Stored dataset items
-----

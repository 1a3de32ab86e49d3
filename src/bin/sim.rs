use seabattle::cli::{auto_play, make_rng};
use seabattle::{FleetComposition, GridState, GRID_SIZE};
use serde_json::json;

fn main() -> anyhow::Result<()> {
    let args: Vec<String> = std::env::args().collect();
    if args.len() != 2 {
        eprintln!("Usage: {} <seed>", args[0]);
        std::process::exit(1);
    }
    let seed: u64 = args[1].parse()?;

    let mut rng = make_rng(Some(seed));
    let mut grid = GridState::new(GRID_SIZE, &FleetComposition::default(), &mut rng);
    let stats = auto_play(&mut grid, &mut rng);

    let result = json!({
        "seed": seed,
        "ships_requested": grid.fleet().requested(),
        "ships_placed": grid.fleet().placed(),
        "shots": stats.shots,
        "hits": stats.hits,
        "misses": stats.misses,
        "won": grid.is_won(),
    });

    println!("{}", serde_json::to_string(&result)?);
    Ok(())
}
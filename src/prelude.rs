//! Commonly used types for ease of import.

pub use crate::{Cell, FleetComposition, GameConfig, GridState, Orientation, Ship, ShotResult};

-----

Task requirements: The response should consist of all the entries, reproduced word for word.

Exercise result:
repository 1a3de32ab86e49d3
filename src/bin/sim.rs
use seabattle::cli::{auto_play, make_rng};
use seabattle::{FleetComposition, GridState, GRID_SIZE};
use serde_json::json;

fn main() -> anyhow::Result<()> {
    let args: Vec<String> = std::env::args().collect();
    if args.len() != 2 {
        eprintln!("Usage: {} <seed>", args[0]);
        std::process::exit(1);
    }
    let seed: u64 = args[1].parse()?;

    let mut rng = make_rng(Some(seed));
    let mut grid = GridState::new(GRID_SIZE, &FleetComposition::default(), &mut rng);
    let stats = auto_play(&mut grid, &mut rng);

    let result = json!({
        "seed": seed,
        "ships_requested": grid.fleet().requested(),
        "ships_placed": grid.fleet().placed(),
        "shots": stats.shots,
        "hits": stats.hits,
        "misses": stats.misses,
        "won": grid.is_won(),
    });

    println!("{}", serde_json::to_string(&result)?);
    Ok(())
}
filename src/prelude.rs
//! Commonly used types for ease of import.

pub use crate::{Cell, FleetComposition, GameConfig, GridState, Orientation, Ship, ShotResult};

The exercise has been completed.